Pillar Data Systems rolled out a refresh to its Axiom 600 midrange disk array hardware today, introducing a faster storage controller that's backward compatible with previous versions of the product.
The Series 2 storage controller (or "slammer" in Pillar parlance) for the Axiom 600 is part of the upgrade, along with support for capacity "bricks" made up of 7,200 RPM 2 TB SATA disk drives. Pillar previously supported 2 TB disk drives at 5,400 RPM.
The new controller features an AMD Opteron quad-core CPU, replacing the dual-core CPU in the Series 1 controller. This means each controller can address up to 48 GB of cache, a doubling from the previous version, and a fully configured Axiom 600 with four controller units can address up to 192 GB of cache. The Series 2 controller supports 4 Gbps Fibre Channel.
The Axiom 600 Series 2 is available now at a list price of $37,500. The Series 1 controller will remain on the market, with its price dropped from $37,500 to $29,500.
Pillar gets more aggressive
"Like any company that has to start from scratch and built a market, Pillar first built a beachhead with tier three storage, positioned for disk-to-disk backup or online archiving," said Simon Robinson, research director for storage at the 451 Group. "As they add more horsepower to the portfolio, you're seeing more customers deploy Axiom arrays for tier one or tier two applications."
Pillar isn't alone in this strategy. Other midrange disk array vendors such as Compellent Technologies, Dell Inc.'s EqualLogic, and Hewlett-Packard Co.'s LeftHand Networks have done the same. Pillar has amassed 500 customers with 1,300 deployed systems to date, but Compellent, for example, claims more than 1,600 customers, growing at a rate of more than 100 new customers per quarter. "Pillar is still some ways behind some of the other guys," Robinson said.
Pillar could get either a big boost or suffer a big blow when its financial backer Larry Ellison's other company, Oracle Corp., completes its acquisition of Sun Microsystems, which also sells storage hardware products. Pillar executives say they are confident that Oracle will choose Axiom for midrange storage. Sun has turned to OEM partner LSI Corp. for its most of its midrange storage.
Could a big boost in cache with the Series 2 controller be an attempt to appeal especially to database environments running Oracle? "It's a fair observation," Robinson said. "It does Pillar no harm by having a feature set and hardware capabilities that would be a good complement to database environments, but you still can't be sure what [Ellison] is going to do."
One Pillar user and reseller, Chuck Egerter, president of Columbia, S.C.-based Eagle Business Solutions, said he's seeing the Series 2 controller pushing the Axiom into higher-end deals because midrange customers aren't bumping up against the top end of Axiom Series 1 performance yet. Already, Egerter said one prospect evaluated Axiom against EMC Corp.'s Symmetrix V-Max for Tier 1 storage.

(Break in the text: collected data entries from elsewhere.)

use common::error::AppError;
use common::utils::config::AppConfig;
use text_splitter::{Characters, ChunkConfig, TextSplitter};

/// Splits document text into retrieval-sized pieces. Sizing is by character
/// count; the splitter breaks at the most semantic boundary that fits, trying
/// paragraphs first, then lines, sentences, and words.
#[derive(Debug)]
pub struct Chunker {
    splitter: TextSplitter<Characters>,
}

impl Chunker {
    pub fn new(chunk_size: usize, chunk_overlap: usize) -> Result<Self, AppError> {
        let chunk_config = ChunkConfig::new(chunk_size)
            .with_overlap(chunk_overlap)
            .map_err(|err| AppError::Validation(format!("invalid chunk overlap: {err}")))?;
        Ok(Self {
            splitter: TextSplitter::new(chunk_config),
        })
    }

    pub fn from_config(config: &AppConfig) -> Result<Self, AppError> {
        Self::new(config.chunk_size, config.chunk_overlap)
    }

    /// Ordered chunks of at most `chunk_size` characters each. Whitespace-only
    /// input yields no chunks.
    pub fn split(&self, text: &str) -> Vec<String> {
        self.splitter.chunks(text).map(str::to_owned).collect()
    }
}

#[cfg(test)]
mod tests {
    use super::*;

    #[test]
    fn short_text_stays_whole() {
        let chunker = Chunker::new(1000, 200).expect("chunker");
        let chunks = chunker.split("a single short paragraph");
        assert_eq!(chunks, vec!["a single short paragraph".to_string()]);
    }

    #[test]
    fn long_text_splits_within_capacity_in_order() {
        let chunker = Chunker::new(40, 0).expect("chunker");
        let text = "alpha beta gamma delta epsilon zeta eta theta iota kappa lambda mu";

        let chunks = chunker.split(text);
        assert!(chunks.len() > 1);

        let mut last_start = 0;
        for chunk in &chunks {
            assert!(chunk.chars().count() <= 40);
            let start = text.find(chunk.as_str()).expect("chunk comes from input");
            assert!(start >= last_start);
            last_start = start;
        }
    }

    #[test]
    fn paragraph_boundaries_win_over_capacity_fill() {
        let chunker = Chunker::new(30, 0).expect("chunker");
        let chunks = chunker.split("first paragraph here\n\nsecond paragraph here");
        assert_eq!(
            chunks,
            vec![
                "first paragraph here".to_string(),
                "second paragraph here".to_string()
            ]
        );
    }

    #[test]
    fn overlap_carries_context_between_chunks() {
        let chunker = Chunker::new(24, 10).expect("chunker");
        let chunks = chunker.split("alpha beta gamma delta epsilon zeta eta theta");
        assert!(chunks.len() > 1);

        let first = chunks.first().expect("first chunk");
        let second = chunks.get(1).expect("second chunk");
        let leading_word = second.split_whitespace().next().expect("word");
        assert!(first.contains(leading_word));
    }

    #[test]
    fn whitespace_only_input_yields_no_chunks() {
        let chunker = Chunker::new(100, 10).expect("chunker");
        assert!(chunker.split("").is_empty());
        assert!(chunker.split("   \n\t  ").is_empty());
    }

    #[test]
    fn overlap_must_be_smaller_than_chunk_size() {
        let err = Chunker::new(100, 100).expect_err("should reject");
        assert!(matches!(err, AppError::Validation(_)));
    }
}
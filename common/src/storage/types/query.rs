use std::collections::HashMap;

use serde::{Deserialize, Serialize};

use crate::error::AppError;

fn default_top_k() -> usize {
    5
}

fn default_temperature() -> f32 {
    0.7
}

fn default_include_sources() -> bool {
    true
}

#[derive(Debug, Clone, Serialize, Deserialize)]
pub struct QueryRequest {
    pub question: String,
    #[serde(default)]
    pub conversation_id: Option<String>,
    #[serde(default = "default_top_k")]
    pub top_k: usize,
    #[serde(default)]
    pub filter: Option<HashMap<String, String>>,
    #[serde(default = "default_temperature")]
    pub temperature: f32,
    #[serde(default)]
    pub stream: bool,
    #[serde(default = "default_include_sources")]
    pub include_sources: bool,
}

impl QueryRequest {
    pub fn new(question: impl Into<String>) -> Self {
        Self {
            question: question.into(),
            conversation_id: None,
            top_k: default_top_k(),
            filter: None,
            temperature: default_temperature(),
            stream: false,
            include_sources: default_include_sources(),
        }
    }

    pub fn validate(&self) -> Result<(), AppError> {
        if self.question.trim().is_empty() {
            return Err(AppError::Validation(
                "question must not be empty".to_string(),
            ));
        }
        if self.top_k == 0 || self.top_k > 20 {
            return Err(AppError::Validation(
                "top_k must be between 1 and 20".to_string(),
            ));
        }
        if !(0.0..=2.0).contains(&self.temperature) {
            return Err(AppError::Validation(
                "temperature must be between 0.0 and 2.0".to_string(),
            ));
        }
        Ok(())
    }
}

#[derive(Debug, Clone, Serialize, Deserialize, PartialEq)]
pub struct Citation {
    pub number: usize,
    pub document_id: String,
    pub document_name: String,
    pub chunk_id: String,
    #[serde(default)]
    pub page: Option<u32>,
    pub content: String,
    #[serde(default)]
    pub score: f32,
}

#[derive(Debug, Clone, Serialize, Deserialize)]
pub struct QueryResponse {
    pub answer: String,
    pub citations: Vec<Citation>,
    pub related_questions: Vec<String>,
    pub confidence: f32,
    pub chunks_retrieved: usize,
    pub chunks_used: usize,
    pub elapsed_ms: u64,
    pub estimated_cost_usd: f64,
    #[serde(default)]
    pub conversation_id: Option<String>,
    #[serde(default)]
    pub metadata: HashMap<String, serde_json::Value>,
}
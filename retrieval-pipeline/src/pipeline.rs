use std::collections::HashMap;
use std::sync::Arc;
use std::time::{Duration, Instant};

use common::error::AppError;
use common::storage::metadata::MetadataStore;
use common::storage::types::conversation::{ConversationMessage, MessageRole};
use common::storage::types::query::{QueryRequest, QueryResponse};
use serde_json::{json, Value};
use tracing::{debug, error, info, instrument, warn};
use vector_store::{SearchHit, VectorStore};

use crate::citations;
use crate::cost;
use crate::enhancement;
use crate::generation::{build_context, AnswerGenerator, GenerationRequest};
use crate::retriever::{rerank, Retriever};
use crate::scoring::ConfidenceCalculator;

/// Stages of one query cycle, in execution order.
#[derive(Debug, Clone, Copy, PartialEq, Eq)]
pub enum StageKind {
    Validate,
    Enhance,
    Retrieve,
    Rerank,
    Generate,
    Score,
    Cite,
    Persist,
}

impl StageKind {
    pub const fn label(self) -> &'static str {
        match self {
            Self::Validate => "validate",
            Self::Enhance => "enhance",
            Self::Retrieve => "retrieve",
            Self::Rerank => "rerank",
            Self::Generate => "generate",
            Self::Score => "score",
            Self::Cite => "cite",
            Self::Persist => "persist",
        }
    }
}

/// Wall-clock time of each completed stage, in execution order. A stage that
/// failed part-way is not recorded.
#[derive(Debug, Default, Clone)]
pub struct StageTimings {
    timings: Vec<(StageKind, Duration)>,
}

impl StageTimings {
    pub fn record(&mut self, kind: StageKind, elapsed: Duration) {
        self.timings.push((kind, elapsed));
    }

    pub fn stage_ms(&self, kind: StageKind) -> u64 {
        self.timings
            .iter()
            .find(|(recorded, _)| *recorded == kind)
            .map_or(0, |(_, elapsed)| as_millis(*elapsed))
    }

    /// Per-stage milliseconds keyed by stage label, for the response trace.
    pub fn as_json(&self) -> Value {
        let map: serde_json::Map<String, Value> = self
            .timings
            .iter()
            .map(|(kind, elapsed)| (kind.label().to_owned(), json!(as_millis(*elapsed))))
            .collect();
        Value::Object(map)
    }
}

fn as_millis(duration: Duration) -> u64 {
    u64::try_from(duration.as_millis()).unwrap_or(u64::MAX)
}

/// Runs one question/answer cycle end to end: validation, conversation-aware
/// search enhancement, diverse retrieval, rerank, grounded generation,
/// confidence scoring, citation assembly, and best-effort persistence of the
/// exchange.
pub struct QueryOrchestrator {
    vector_store: Arc<VectorStore>,
    retriever: Retriever,
    generator: Arc<dyn AnswerGenerator>,
    confidence: ConfidenceCalculator,
    metadata: MetadataStore,
}
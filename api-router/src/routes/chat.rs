use std::collections::HashMap;
use std::pin::Pin;
use std::sync::Arc;
use std::time::Duration;

use async_stream::stream;
use axum::extract::State;
use axum::response::sse::{Event, KeepAlive, Sse};
use axum::response::IntoResponse;
use axum::Json;
use common::storage::types::query::{Citation, QueryRequest, QueryResponse};
use futures::{Stream, StreamExt};
use serde::Serialize;
use serde_json::Value;

use crate::api_state::ApiState;
use crate::error::ApiError;

/// Size of each answer slice sent over SSE. The answer is fully generated
/// before streaming starts; slicing is delivery only.
const STREAM_CHUNK_CHARS: usize = 50;

pub async fn query(
    State(state): State<ApiState>,
    Json(request): Json<QueryRequest>,
) -> Result<impl IntoResponse, ApiError> {
    let response = state.orchestrator.query(&request).await?;
    Ok(Json(response))
}

/// One SSE `data:` payload. Partial frames carry an answer slice; the final
/// frame is empty-chunked and carries citations, confidence, and metadata.
/// Errors surface in-band as a terminal frame, never as an HTTP status.
#[derive(Serialize, Debug)]
struct StreamFrame {
    chunk: String,
    done: bool,
    #[serde(skip_serializing_if = "Option::is_none")]
    citations: Option<Vec<Citation>>,
    #[serde(skip_serializing_if = "Option::is_none")]
    confidence: Option<f32>,
    #[serde(skip_serializing_if = "Option::is_none")]
    metadata: Option<HashMap<String, Value>>,
}

impl StreamFrame {
    fn partial(chunk: String) -> Self {
        Self {
            chunk,
            done: false,
            citations: None,
            confidence: None,
            metadata: None,
        }
    }

    fn completed(response: QueryResponse) -> Self {
        Self {
            chunk: String::new(),
            done: true,
            citations: Some(response.citations),
            confidence: Some(response.confidence),
            metadata: Some(response.metadata),
        }
    }

    fn failed(message: String) -> Self {
        Self {
            chunk: format!("Error: {message}"),
            done: true,
            citations: None,
            confidence: None,
            metadata: None,
        }
    }
}

pub async fn query_stream(
    State(state): State<ApiState>,
    Json(request): Json<QueryRequest>,
) -> Sse<Pin<Box<dyn Stream<Item = Result<Event, axum::Error>> + Send>>> {
    let orchestrator = Arc::clone(&state.orchestrator);

    let event_stream = stream! {
        match orchestrator.query(&request).await {
            Ok(response) => {
                for slice in answer_slices(&response.answer) {
                    yield Event::default().json_data(&StreamFrame::partial(slice));
                }
                yield Event::default().json_data(&StreamFrame::completed(response));
            }
            Err(err) => {
                let message = ApiError::from(err).message();
                yield Event::default().json_data(&StreamFrame::failed(message));
            }
        }
        yield Ok(Event::default().data("[DONE]"));
    };

    Sse::new(event_stream.boxed()).keep_alive(
        KeepAlive::new()
            .interval(Duration::from_secs(15))
            .text("keep-alive"),
    )
}

/// Splits on character boundaries so multi-byte answers never tear.
fn answer_slices(answer: &str) -> Vec<String> {
    let chars: Vec<char> = answer.chars().collect();
    chars
        .chunks(STREAM_CHUNK_CHARS)
        .map(|piece| piece.iter().collect())
        .collect()
}
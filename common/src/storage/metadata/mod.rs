use std::path::Path;
use std::sync::Arc;

use crate::error::AppError;
use crate::storage::db::SurrealDbClient;
use crate::storage::types::conversation::{Conversation, ConversationMessage};
use crate::storage::types::document::DocumentRecord;
use crate::utils::config::AppConfig;

mod local;
mod surreal;

pub use local::LocalMetadataStore;
pub use surreal::SurrealMetadataStore;

const METADATA_DB_FILE: &str = "metadata.db";
const TITLE_MAX_CHARS: usize = 60;

/// Document and conversation persistence behind one capability set. Which
/// backend is active is decided once at construction; callers never branch
/// on it.
#[derive(Clone)]
pub struct MetadataStore {
    inner: MetadataInner,
}

#[derive(Clone)]
enum MetadataInner {
    Surreal(SurrealMetadataStore),
    Local(LocalMetadataStore),
}

impl MetadataStore {
    /// A configured SurrealDB address selects the remote store; without one,
    /// a sqlite file under `data_dir` is used.
    pub async fn from_config(config: &AppConfig) -> Result<Self, AppError> {
        match &config.surrealdb_address {
            Some(address) => {
                let client = SurrealDbClient::new(
                    address,
                    &config.surrealdb_username,
                    &config.surrealdb_password,
                    &config.surrealdb_namespace,
                    &config.surrealdb_database,
                )
                .await?;
                client.ensure_initialized().await?;
                Ok(Self::surreal(Arc::new(client)))
            }
            None => {
                let dir = Path::new(&config.data_dir);
                tokio::fs::create_dir_all(dir).await?;
                let store = LocalMetadataStore::open(dir.join(METADATA_DB_FILE)).await?;
                Ok(Self::local(store))
            }
        }
    }

    pub fn surreal(client: Arc<SurrealDbClient>) -> Self {
        Self {
            inner: MetadataInner::Surreal(SurrealMetadataStore::new(client)),
        }
    }

    pub fn local(store: LocalMetadataStore) -> Self {
        Self {
            inner: MetadataInner::Local(store),
        }
    }

    pub fn backend_label(&self) -> &'static str {
        match self.inner {
            MetadataInner::Surreal(_) => "surrealdb",
            MetadataInner::Local(_) => "sqlite",
        }
    }

    pub async fn save_document(&self, record: &DocumentRecord) -> Result<(), AppError> {
        match &self.inner {
            MetadataInner::Surreal(store) => store.save_document(record).await,
            MetadataInner::Local(store) => store.save_document(record).await,
        }
    }

    pub async fn get_document(&self, id: &str) -> Result<Option<DocumentRecord>, AppError> {
        match &self.inner {
            MetadataInner::Surreal(store) => store.get_document(id).await,
            MetadataInner::Local(store) => store.get_document(id).await,
        }
    }

    /// All documents, most recently updated first.
    pub async fn list_documents(&self) -> Result<Vec<DocumentRecord>, AppError> {
        match &self.inner {
            MetadataInner::Surreal(store) => store.list_documents().await,
            MetadataInner::Local(store) => store.list_documents().await,
        }
    }

    pub async fn delete_document(&self, id: &str) -> Result<(), AppError> {
        match &self.inner {
            MetadataInner::Surreal(store) => store.delete_document(id).await,
            MetadataInner::Local(store) => store.delete_document(id).await,
        }
    }

    pub async fn save_conversation(&self, conversation: &Conversation) -> Result<(), AppError> {
        match &self.inner {
            MetadataInner::Surreal(store) => store.save_conversation(conversation).await,
            MetadataInner::Local(store) => store.save_conversation(conversation).await,
        }
    }

    pub async fn get_conversation(&self, id: &str) -> Result<Option<Conversation>, AppError> {
        match &self.inner {
            MetadataInner::Surreal(store) => store.get_conversation(id).await,
            MetadataInner::Local(store) => store.get_conversation(id).await,
        }
    }

    /// All conversations, most recently updated first.
    pub async fn list_conversations(&self) -> Result<Vec<Conversation>, AppError> {
        match &self.inner {
            MetadataInner::Surreal(store) => store.list_conversations().await,
            MetadataInner::Local(store) => store.list_conversations().await,
        }
    }

    pub async fn delete_conversation(&self, id: &str) -> Result<(), AppError> {
        match &self.inner {
            MetadataInner::Surreal(store) => store.delete_conversation(id).await,
            MetadataInner::Local(store) => store.delete_conversation(id).await,
        }
    }

    /// Appends messages to a conversation, creating it on first use. The
    /// append is a read-modify-write without a version check; concurrent
    /// appends to the same conversation id can lose updates.
    pub async fn append_messages(
        &self,
        conversation_id: &str,
        messages: Vec<ConversationMessage>,
    ) -> Result<Conversation, AppError> {
        match &self.inner {
            MetadataInner::Surreal(store) => {
                store.append_messages(conversation_id, messages).await
            }
            MetadataInner::Local(store) => store.append_messages(conversation_id, messages).await,
        }
    }
}

/// Title for a conversation created implicitly by its first append.
pub(crate) fn derive_title(messages: &[ConversationMessage]) -> String {
    messages
        .first()
        .map_or_else(|| "New conversation".to_string(), |message| {
            let mut title: String = message.content.trim().chars().take(TITLE_MAX_CHARS).collect();
            if title.is_empty() {
                title = "New conversation".to_string();
            }
            title
        })
}

#[cfg(test)]
mod tests {
    use super::*;
    use crate::storage::types::conversation::MessageRole;

    #[test]
    fn derive_title_truncates_long_questions() {
        let long = "a".repeat(200);
        let messages = vec![ConversationMessage::new(MessageRole::User, long, None)];
        let title = derive_title(&messages);
        assert_eq!(title.chars().count(), TITLE_MAX_CHARS);
    }

    #[test]
    fn derive_title_falls_back_when_empty() {
        assert_eq!(derive_title(&[]), "New conversation");
        let blank = vec![ConversationMessage::new(
            MessageRole::User,
            "   ".to_string(),
            None,
        )];
        assert_eq!(derive_title(&blank), "New conversation");
    }
}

"The customer looked at Pillar and liked it for tier one, but because of the comfort level with a known name [like EMC], they felt they couldn't go with it." Egerter said he's hoping Pillar will step up marketing efforts to get its brand more widely recognized and make such sales easier.
Robinson said he'd like to see Pillar refresh its software as well. "I'm wondering if there's going to be something on the application or software side that can take advantage of this greater horsepower," he said.